Zaccagni illude poi, il Var, punisce.


Silvestri (foto)7– Subisce due reti senza colpe ma la sua prestazione è da incorniciare. Rrahmani 6 – La media fra un primo tempo da dominatore e una ripresa di sofferenza che lo vede perdersi Quagliarella in occasione del pareggio. Sfiora ancora una volta, con il colpo di testa la prima rete gialloblù.  Gunter 6,5- Dirige bene la difesa, incolpevole sul rigore perché anticipa anche il compagno. Bravo anche nei rilanci. Dawidowicz 6 – A sorpresa in campo per Kumbulla. Lotta e nel primo tempo supporta bene la catena di sinistra, sul finire del tempo straordinario intervento su Viera a pochi metri da Silvestri. Più incolpevole che colpevole nell’occasione del rigore. Il Var, purtroppo, non perdona ma snatura anche i movimenti più naturali quando si salta.   Ajapong 6- Molto timido e titubante nel primo tempo quando, forse per l’emozione, sbaglia facili controlli, meglio nella ripresa.  Amrabat 7- Come sempre è indemoniato a centro campo. Talvolta esagera ma la sua tranquillità rende facili anche le cose difficili. Solo una super parata di Audero gli nega la gioia del goal, poco prima del vantaggio. (Salcedo s.v.- Ultimi minuti per il tutto per tutto.) Lazovic 7- Primo tempo straordinario.
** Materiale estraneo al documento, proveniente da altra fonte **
// logtail - app/page_cache.rs
//
// Paged read cache in front of a slow upstream.
//
// Reads are answered from resident pages only and never block on the
// upstream: a miss returns default rows marked NotCached and queues the page.
// The tick fetches queued pages (most recently requested first, at most
// `max_pages` per tick), evicts the least recently used pages beyond
// `max_pages`, forwards upstream modifications and then reports which
// sections became readable.
//
// Upstream invalidations drop or truncate the affected pages immediately.
// A fetch that raced with an invalidation is discarded (generation check).

use crate::app::listeners::Listeners;
use crate::app::scheduler::TaskScheduler;
use crate::app::source::{LogSource, LogSourceListener, Tick, Ticker};
use crate::core::changes::Coalescer;
use crate::core::column::{columns, ColumnDescriptor, RetrievalState, Value};
use crate::core::model::{LogBuffer, LogEntry, Modification, Section};
use crate::core::property::{PropertyDescriptor, PropertySet};
use crate::platform::config::CacheConfig;
use crate::util::constants::DEFAULT_LISTENER_MAX_WAIT_MS;
use crate::util::error::Result;
use parking_lot::Mutex;
use std::collections::{HashMap, VecDeque};
use std::sync::atomic::{AtomicBool, Ordering};
use std::sync::Arc;
use std::time::Duration;

struct Page {
    rows: Vec<LogEntry>,
    last_used: u64,
}

struct CacheState {
    page_size: usize,
    pages: HashMap<usize, Page>,
    /// Access counter for LRU.
    clock: u64,
    /// Requested pages, most recent first.
    fetch_queue: VecDeque<usize>,
    /// Bumped by every invalidation.
    generation: u64,
    /// Upstream count as of the last upstream notification.
    upstream_count: usize,
    /// Count reported to our own listeners.
    visible_count: usize,
    /// Upstream modifications not yet forwarded.
    pending: Vec<Modification>,
}

impl CacheState {
    fn invalidate_from(&mut self, row: usize) {
        self.generation += 1;
        let page_size = self.page_size;
        self.pages.retain(|&page, cached| {
            let start = page * page_size;
            if start >= row {
                return false;
            }
            cached.rows.truncate(row - start);
            true
        });
    }

    fn request(&mut self, page: usize, limit: usize) {
        if self.fetch_queue.front() == Some(&page) {
            return;
        }
        self.fetch_queue.retain(|&p| p != page);
        self.fetch_queue.push_front(page);
        self.fetch_queue.truncate(limit);
    }

    fn evict(&mut self, max_pages: usize) {
        while self.pages.len() > max_pages {
            let Some(oldest) = self
                .pages
                .iter()
                .min_by_key(|(_, p)| p.last_used)
                .map(|(&index, _)| index)
            else {
                break;
            };
            self.pages.remove(&oldest);
            tracing::trace!(page = oldest, "Page evicted");
        }
    }
}

/// Applies upstream invalidations to the cache as soon as they happen.
struct UpstreamListener {
    state: Arc<Mutex<CacheState>>,
}

impl LogSourceListener for UpstreamListener {
    fn on_modified(&self, _source: &dyn LogSource, modification: Modification) {
        let mut state = self.state.lock();
        match modification {
            Modification::Reset => {
                state.generation += 1;
                state.pages.clear();
                state.fetch_queue.clear();
            }
            Modification::Removed(section) => state.invalidate_from(section.index),
            Modification::Appended(_) => {}
        }
        state.upstream_count = modification.apply(state.upstream_count);
        state.pending.push(modification);
    }
}

/// A page-cached view of an upstream source.
pub struct PageBufferedLogSource {
    upstream: Arc<dyn LogSource>,
    upstream_listener: Arc<UpstreamListener>,
    config: CacheConfig,
    owns_upstream: bool,
    state: Arc<Mutex<CacheState>>,
    listeners: Listeners,
    ticker: Ticker,
    disposed: AtomicBool,
}

impl PageBufferedLogSource {
    pub fn new(
        scheduler: Arc<dyn TaskScheduler>,
        upstream: Arc<dyn LogSource>,
        config: CacheConfig,
        owns_upstream: bool,
    ) -> Arc<Self> {
        let state = Arc::new(Mutex::new(CacheState {
            page_size: config.page_size.max(1),
            pages: HashMap::new(),
            clock: 0,
            fetch_queue: VecDeque::new(),
            generation: 0,
            upstream_count: 0,
            visible_count: 0,
            pending: Vec::new(),
        }));
        let upstream_listener = Arc::new(UpstreamListener {
            state: state.clone(),
        });
        let period = config.poll_interval;
        let cache = Arc::new(Self {
            upstream: upstream.clone(),
            upstream_listener,
            config,
            owns_upstream,
            state,
            listeners: Listeners::new(),
            ticker: Ticker::new(scheduler),
            disposed: AtomicBool::new(false),
        });
        upstream.add_listener(
            cache.upstream_listener.clone(),
            Duration::from_millis(DEFAULT_LISTENER_MAX_WAIT_MS),
            cache.config.page_size.max(1),
        );
        cache.ticker.start(&cache, "page cache".to_string(), period);
        cache
    }

    /// Number of resident pages.
    pub fn cached_pages(&self) -> usize {
        self.state.lock().pages.len()
    }

    fn page_size(&self) -> usize {
        self.config.page_size.max(1)
    }

    fn max_pages(&self) -> usize {
        self.config.max_pages.max(1)
    }

    /// Fetch one page from upstream and store it unless an invalidation
    /// raced with the read. Returns the section now readable.
    fn fetch(&self, page: usize, upstream_columns: &[ColumnDescriptor]) -> Option<Section> {
        let (generation, upstream_count) = {
            let state = self.state.lock();
            (state.generation, state.upstream_count)
        };
        let start = page * self.page_size();
        let end = upstream_count.min(start + self.page_size());
        if end <= start {
            return None;
        }
        let rows: Vec<LogEntry> = self
            .upstream
            .get_entries(Section::new(start, end - start), upstream_columns)
            .into_entries()
            .into_iter()
            .take_while(|row| row.index().is_some())
            .collect();
        if rows.is_empty() {
            return None;
        }

        let mut state = self.state.lock();
        if state.generation != generation {
            tracing::trace!(page, "Fetched page discarded; upstream changed meanwhile");
            return None;
        }
        state.clock += 1;
        let fetched = Section::new(start, rows.len());
        let last_used = state.clock;
        state.pages.insert(page, Page { rows, last_used });
        state.evict(self.max_pages());
        Some(fetched)
    }
}

impl Tick for PageBufferedLogSource {
    fn tick(&self) -> Result<()> {
        if self.disposed.load(Ordering::Acquire) {
            return Ok(());
        }
        let (pending, requests, old_visible) = {
            let mut state = self.state.lock();
            let pending = std::mem::take(&mut state.pending);
            let take = state.fetch_queue.len().min(self.max_pages());
            let requests: Vec<usize> = state.fetch_queue.drain(..take).collect();
            (pending, requests, state.visible_count)
        };

        let mut coalescer = Coalescer::new(old_visible);
        coalescer.extend(pending);
        let changes = coalescer.modifications();
        let visible = coalescer.count();
        self.state.lock().visible_count = visible;

        let mut retrieved = Vec::new();
        if !requests.is_empty() {
            let upstream_columns = self.upstream.columns();
            for page in requests {
                if let Some(section) = self.fetch(page, &upstream_columns) {
                    retrieved.push(section);
                }
            }
            tracing::trace!(pages = retrieved.len(), "Pages fetched");
        }

        let mut notifications = self.listeners.changed(&changes, visible, true);
        for section in retrieved {
            let end = section.end().min(visible);
            if end > section.index {
                notifications.append(
                    self.listeners
                        .retrieved(Section::new(section.index, end - section.index)),
                );
            }
        }
        notifications.deliver(self);
        Ok(())
    }
}

impl LogSource for PageBufferedLogSource {
    fn columns(&self) -> Vec<ColumnDescriptor> {
        let mut out = self.upstream.columns();
        if !out.contains(&columns::RETRIEVAL_STATE) {
            out.push(columns::RETRIEVAL_STATE);
        }
        out
    }

    fn properties(&self) -> Vec<PropertyDescriptor> {
        self.upstream.properties()
    }

    fn count(&self) -> usize {
        self.state.lock().visible_count
    }

    fn get_all_properties(&self, destination: &mut PropertySet) {
        self.upstream.get_all_properties(destination);
    }

    fn get_entries_at(&self, indices: &[usize], wanted: &[ColumnDescriptor]) -> LogBuffer {
        let page_size = self.page_size();
        let queue_limit = self.max_pages() * 2;
        let mut buffer = LogBuffer::with_capacity(wanted, indices.len());
        let mut state = self.state.lock();
        state.clock += 1;
        let now = state.clock;
        for &index in indices {
            let page = index / page_size;
            let resident = if index < state.visible_count {
                state.pages.get_mut(&page).and_then(|cached| {
                    cached.last_used = now;
                    cached.rows.get(index - page * page_size)
                })
            } else {
                None
            };
            let mut entry = match resident {
                Some(row) => {
                    let mut entry = row.project(wanted);
                    if entry.contains(&columns::RETRIEVAL_STATE) {
                        entry.set(
                            columns::RETRIEVAL_STATE,
                            Value::RetrievalState(RetrievalState::Retrieved),
                        );
                    }
                    buffer.push(&entry);
                    continue;
                }
                None => LogEntry::with_defaults(wanted),
            };
            if index < state.visible_count {
                state.request(page, queue_limit);
                if entry.contains(&columns::RETRIEVAL_STATE) {
                    entry.set(
                        columns::RETRIEVAL_STATE,
                        Value::RetrievalState(RetrievalState::NotCached),
                    );
                }
            }
            buffer.push(&entry);
        }
        buffer
    }

    fn add_listener(
        &self,
        listener: Arc<dyn LogSourceListener>,
        max_wait: Duration,
        min_lines_before_flush: usize,
    ) {
        self.listeners.add(listener, max_wait, min_lines_before_flush);
    }

    fn remove_listener(&self, listener: &Arc<dyn LogSourceListener>) -> bool {
        self.listeners.remove(listener)
    }

    fn dispose(&self) {
        if self.disposed.swap(true, Ordering::AcqRel) {
            return;
        }
        self.ticker.stop();
        self.listeners.clear();
        let listener: Arc<dyn LogSourceListener> = self.upstream_listener.clone();
        self.upstream.remove_listener(&listener);
        {
            let mut state = self.state.lock();
            state.pages.clear();
            state.fetch_queue.clear();
        }
        if self.owns_upstream {
            self.upstream.dispose();
        }
        tracing::debug!(owns_upstream = self.owns_upstream, "Page cache disposed");
    }
}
Incontenibile per la difesa doriana. Mette in mezzo numerosi palloni e serve l’ennesimo assist, questa volta per Zaccagni. Pessina 6- Fatica a immedesimarsi nei panni di Veloso. Discreto, ma può fare meglio, in regia non precisissimo sulle palle inattive. Verre 5,5- Forse sente la tensione dell’ex, da segnalare il grande assist per Amrabat poco prima del vantaggio. (Badu 5,5- Nonostante l’impegno non ha un impatto fortunato con la gara. Dopo pochi minuti si fa ammonire e, da una sua scivolata a centrocampo, parte l’azione che porta la pareggio.) Zaccagni 7,5- Nei primi dieci minuti non trova mai i tempi giusti poi resetta tutto e diventa il pericolo pubblico per i doriani. Bravissimo a farsi trovare sul secondo palo per la sua seconda rete in campionato. Di Carmine 6- Ritrova il campo dopo sei giornate. Impegna i difensori, soprattutto con la velocità, ha una grande occasione, nel primo tempo, ma Audero si supera per negargli il goal. Lotta anche in ripiegamento e si becca un giallo. Esce stremato. (Pazzini s.v. – Dieci minuti per cercare di far valere la legge dell’ex ma i difensori, con le buone o le cattive, lo sovrastano.)